日本発の技術を生かした主塔の建設

 主塔の建設を担った三井住友建設は、ベトナムで工事を手掛ける際に資機材を自ら調達・管理している。設備の性能が、品質や安全に直結すると考えるからだ。下請け任せにしないのは、ニャッタン橋の現場も同じ。例えば吊り上げ能力550t・mのタワークレーンはスペインから、基礎に使用した鋼管矢板の施工機械はシンガポールから自前で調達した。

ニャッタン橋で使用するコンクリートは、陸上のプラント2基と台船上の1基で製造した。供給能力は1時間当たり120m3。経験豊富なフィリピン人技術者を中心に練り上げた。ベトナムでは打設前の温度が32℃以下、空気量が3%以下といった厳しい基準を課す。亜熱帯気候に属するハノイ市の夏は猛暑。温度管理に気を配り、打設も深夜に限定した(写真:三井住友建設)
ニャッタン橋で使用するコンクリートは、陸上のプラント2基と台船上の1基で製造した。供給能力は1時間当たり120m3。経験豊富なフィリピン人技術者を中心に練り上げた。ベトナムでは打設前の温度が32℃以下、空気量が3%以下といった厳しい基準を課す。亜熱帯気候に属するハノイ市の夏は猛暑。温度管理に気を配り、打設も深夜に限定した(写真:三井住友建設)

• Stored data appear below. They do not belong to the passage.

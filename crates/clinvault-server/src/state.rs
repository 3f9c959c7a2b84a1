//! Shared application state for the `clinvault` server.

use std::sync::Arc;

use clinvault_core::Vault;

/// State handed to every handler and middleware.
pub struct AppState {
    pub vault: Arc<Vault>,
}

impl AppState {
    #[must_use]
    pub fn new(vault: Arc<Vault>) -> Self {
        Self { vault }
    }
}

impl std::fmt::Debug for AppState {
    fn fmt(&self, f: &mut std::fmt::Formatter<'_>) -> std::fmt::Result {
        f.debug_struct("AppState").finish_non_exhaustive()
    }
}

 A字形をした主塔は鉛直線に対して下方が22度、上方が14度も傾いている。複雑な形状の主塔を施工するために油圧ジャッキでせり上がるセルフクライミング式の作業床と鋼製システム型枠を採用。鉄筋は地上のプレハブヤードでかご状に組み、据え付けた。

 主塔を支える基礎には、日本発の技術である鋼管矢板基礎工法を大々的に採用した。直径1.2m、長さ約45mの鋼管矢板を用いて長さ48.7m、幅16.9mの小判形に仕切った空間をつくり、内部には厚さ5.5mのコンクリートを打設してA字形の主塔を支える。

 鋼管は、高圧水を噴射するウオータージェット工法で掘削しながら、バイブロハンマーで建て込んだ。鋼管矢板を使用するのはベトナム初の試みで、ニャッタン橋での採用を契機にベトナムの設計基準に盛り込まれた。

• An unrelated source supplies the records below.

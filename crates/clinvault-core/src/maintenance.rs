//! Background maintenance jobs run by the [`Scheduler`](crate::scheduler::Scheduler).
//!
//! Every job holds the shared [`Vault`] and skips its run while sealed.

use std::sync::Arc;
use std::time::Duration;

use chrono::TimeDelta;

use crate::error::VaultError;
use crate::scheduler::{Job, JobReport};
use crate::vault::Vault;

const SEALED: &str = "vault is sealed";

/// Revokes expired leases and expired dynamic credentials.
pub struct LeaseSweepJob {
    vault: Arc<Vault>,
    interval: Duration,
}

impl LeaseSweepJob {
    #[must_use]
    pub fn new(vault: Arc<Vault>, interval: Duration) -> Self {
        Self { vault, interval }
    }
}

#[async_trait::async_trait]
impl Job for LeaseSweepJob {
    #[allow(clippy::unnecessary_literal_bound)]
    fn name(&self) -> &str {
        "lease_sweep"
    }

    fn interval(&self) -> Duration {
        self.interval
    }

    async fn run(&self) -> Result<JobReport, VaultError> {
        if !self.vault.is_unsealed().await {
            return Ok(JobReport::skipped(SEALED));
        }
        let revoked = self.vault.sweep_leases().await?;
        Ok(JobReport::processed(revoked, "expired leases revoked"))
    }
}

/// Deletes expired and exhausted tokens.
pub struct TokenSweepJob {
    vault: Arc<Vault>,
    interval: Duration,
}

impl TokenSweepJob {
    #[must_use]
    pub fn new(vault: Arc<Vault>, interval: Duration) -> Self {
        Self { vault, interval }
    }
}

#[async_trait::async_trait]
impl Job for TokenSweepJob {
    #[allow(clippy::unnecessary_literal_bound)]
    fn name(&self) -> &str {
        "token_sweep"
    }

    fn interval(&self) -> Duration {
        self.interval
    }

    async fn run(&self) -> Result<JobReport, VaultError> {
        if !self.vault.is_unsealed().await {
            return Ok(JobReport::skipped(SEALED));
        }
        let removed = self.vault.sweep_tokens().await?;
        Ok(JobReport::processed(removed, "stale tokens removed"))
    }
}

/// Rotates overdue secrets that have automatic rotation on.
pub struct SecretRotationJob {
    vault: Arc<Vault>,
    interval: Duration,
}

impl SecretRotationJob {
    #[must_use]
    pub fn new(vault: Arc<Vault>, interval: Duration) -> Self {
        Self { vault, interval }
    }
}

#[async_trait::async_trait]
impl Job for SecretRotationJob {
    #[allow(clippy::unnecessary_literal_bound)]
    fn name(&self) -> &str {
        "secret_rotation"
    }

    fn interval(&self) -> Duration {
        self.interval
    }

    async fn run(&self) -> Result<JobReport, VaultError> {
        if !self.vault.is_unsealed().await {
            return Ok(JobReport::skipped(SEALED));
        }
        let summary = self.vault.run_due_rotations().await?;
        Ok(JobReport::processed(
            summary.total,
            format!("{} rotated, {} failed", summary.succeeded, summary.failed),
        ))
    }
}

/// Revokes A/B credentials past their grace period and rotates the active
/// one when it is about to expire.
pub struct DbCredentialJob {
    vault: Arc<Vault>,
    interval: Duration,
    threshold: TimeDelta,
}

impl DbCredentialJob {
    /// `threshold` is how close to expiry the active credential may get
    /// before it is rotated.
    #[must_use]
    pub fn new(vault: Arc<Vault>, interval: Duration, threshold: TimeDelta) -> Self {
        Self {
            vault,
            interval,
            threshold,
        }
    }
}

#[async_trait::async_trait]
impl Job for DbCredentialJob {
    #[allow(clippy::unnecessary_literal_bound)]
    fn name(&self) -> &str {
        "db_credential"
    }

    fn interval(&self) -> Duration {
        self.interval
    }

    async fn run(&self) -> Result<JobReport, VaultError> {
        if !self.vault.is_unsealed().await {
            return Ok(JobReport::skipped(SEALED));
        }
        let done = self.vault.maintain_db_credentials(self.threshold).await?;
        let rotated = usize::from(done.rotation.is_some());
        Ok(JobReport::processed(
            done.revoked + rotated,
            format!("{} revoked, {rotated} rotated", done.revoked),
        ))
    }
}

/// Rotates DEKs older than `max_age` and re-encrypts the tables using them.
pub struct DekRotationJob {
    vault: Arc<Vault>,
    interval: Duration,
    max_age: TimeDelta,
}

impl DekRotationJob {
    #[must_use]
    pub fn new(vault: Arc<Vault>, interval: Duration, max_age: TimeDelta) -> Self {
        Self {
            vault,
            interval,
            max_age,
        }
    }
}

#[async_trait::async_trait]
impl Job for DekRotationJob {
    #[allow(clippy::unnecessary_literal_bound)]
    fn name(&self) -> &str {
        "dek_rotation"
    }

    fn interval(&self) -> Duration {
        self.interval
    }

    async fn run(&self) -> Result<JobReport, VaultError> {
        if !self.vault.is_unsealed().await {
            return Ok(JobReport::skipped(SEALED));
        }
        let done = self.vault.rotate_stale_deks(self.max_age).await?;
        let rewritten: u64 = done.reencrypted.iter().map(|r| r.rewritten_rows).sum();
        Ok(JobReport::processed(
            done.rotated.len(),
            format!("{} purposes rotated, {rewritten} rows rewritten", done.rotated.len()),
        ))
    }
}

#[cfg(test)]
#[allow(clippy::unwrap_used)]
mod tests {
    use chrono::Utc;
    use clinvault_storage::MemoryBackend;
    use serde_json::json;

    use super::*;
    use crate::audit::AuditActor;
    use crate::crypto::KdfParams;
    use crate::records::EncryptionConfigInput;
    use crate::scheduler::Scheduler;
    use crate::vault::{VaultOptions, VaultPlugins};
    use crate::dek::DekPurpose;

    async fn vault() -> (Arc<Vault>, crate::vault::Caller) {
        let options = VaultOptions {
            kdf: KdfParams::minimal(),
            ..VaultOptions::default()
        };
        let vault = Arc::new(Vault::new(
            Arc::new(MemoryBackend::new()),
            options,
            VaultPlugins::default(),
        ));
        let init = vault
            .initialize("pw", "admin", &AuditActor::default())
            .await
            .unwrap();
        let root = vault.authenticate(&init.root_token, None).await.unwrap();
        (vault, root)
    }

    // ── sealed ───────────────────────────────────────────────────────

    #[tokio::test]
    async fn every_job_skips_while_sealed() {
        let (vault, root) = vault().await;
        vault.seal(&root).await.unwrap();

        let minute = Duration::from_secs(60);
        let jobs: Vec<Arc<dyn Job>> = vec![
            Arc::new(LeaseSweepJob::new(vault.clone(), minute)),
            Arc::new(TokenSweepJob::new(vault.clone(), minute)),
            Arc::new(SecretRotationJob::new(vault.clone(), minute)),
            Arc::new(DbCredentialJob::new(vault.clone(), minute, TimeDelta::hours(1))),
            Arc::new(DekRotationJob::new(vault.clone(), minute, TimeDelta::days(90))),
        ];
        for job in jobs {
            let report = job.run().await.unwrap();
            assert!(report.skipped, "{} ran while sealed", job.name());
        }
    }

    // ── sweeps ───────────────────────────────────────────────────────

    #[tokio::test]
    async fn lease_sweep_revokes_expired_lease() {
        let (vault, root) = vault().await;
        vault.write_secret(&root, "app/key", "v").await.unwrap();
        let lease = vault.create_lease(&root, "app/key", 1, false).await.unwrap();
        tokio::time::sleep(Duration::from_millis(1100)).await;

        let job = LeaseSweepJob::new(vault.clone(), Duration::from_secs(60));
        let report = job.run().await.unwrap();
        assert_eq!(report.processed, 1);
        assert!(vault.lookup_lease(&root, &lease.lease_id).await.unwrap().revoked);

        let again = job.run().await.unwrap();
        assert_eq!(again.processed, 0);
    }

    #[tokio::test]
    async fn dek_job_rotates_and_reencrypts() {
        let (vault, root) = vault().await;
        vault
            .put_encryption_config(
                &root,
                EncryptionConfigInput {
                    table_name: "patients".to_owned(),
                    encrypted_fields: vec!["ssn".to_owned()],
                    dek_purpose: DekPurpose::Data,
                    is_enabled: true,
                    is_default: false,
                    description: String::new(),
                },
            )
            .await
            .unwrap();
        let row = json!({ "ssn": "123-45-6789" }).as_object().unwrap().clone();
        vault.put_record(&root, "patients", "p1", row).await.unwrap();

        let job = DekRotationJob::new(vault.clone(), Duration::from_secs(60), TimeDelta::zero());
        let report = job.run().await.unwrap();
        assert_eq!(report.processed, DekPurpose::ALL.len());

        let progress = vault.reencrypt_progress(&root).await.unwrap();
        assert!(progress.iter().any(|p| p.table == "patients" && p.is_complete && p.rewritten_rows == 1));
    }

    #[tokio::test]
    async fn scheduler_runs_registered_jobs() {
        let (vault, _root) = vault().await;
        let mut scheduler = Scheduler::new(Duration::from_secs(1))
            .with_job(Arc::new(TokenSweepJob::new(vault.clone(), Duration::from_secs(60))))
            .with_job(Arc::new(DbCredentialJob::new(
                vault.clone(),
                Duration::from_secs(60),
                TimeDelta::hours(1),
            )));
        let outcomes = scheduler.tick_once(Utc::now()).await;
        assert_eq!(outcomes.len(), 2);
        assert!(outcomes.iter().all(|o| o.succeeded));
    }
}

主塔を効率良く建設するために採用したセルフクライミング式の足場。主塔の鉄筋は直径51mmと太く、施工が難しい(写真:三井住友建設)
主塔を効率良く建設するために採用したセルフクライミング式の足場。主塔の鉄筋は直径51mmと太く、施工が難しい(写真:三井住友建設)

閉合したばかりの主塔上部。2012年10月に撮影(写真:日経コンストラクション)
閉合したばかりの主塔上部。2012年10月に撮影(写真:日経コンストラクション)
閉合した主塔の上部。2012年10月に撮影(写真:三井住友建設)
閉合した主塔の上部。2012年10月に撮影(写真:三井住友建設)

先行して完成した主塔で、鋼桁架設を始めた様子。写真は2012年11月の状況(写真:IHIインフラシステム)
先行して完成した主塔で、鋼桁架設を始めた様子。写真は2012年11月の状況(写真:IHIインフラシステム)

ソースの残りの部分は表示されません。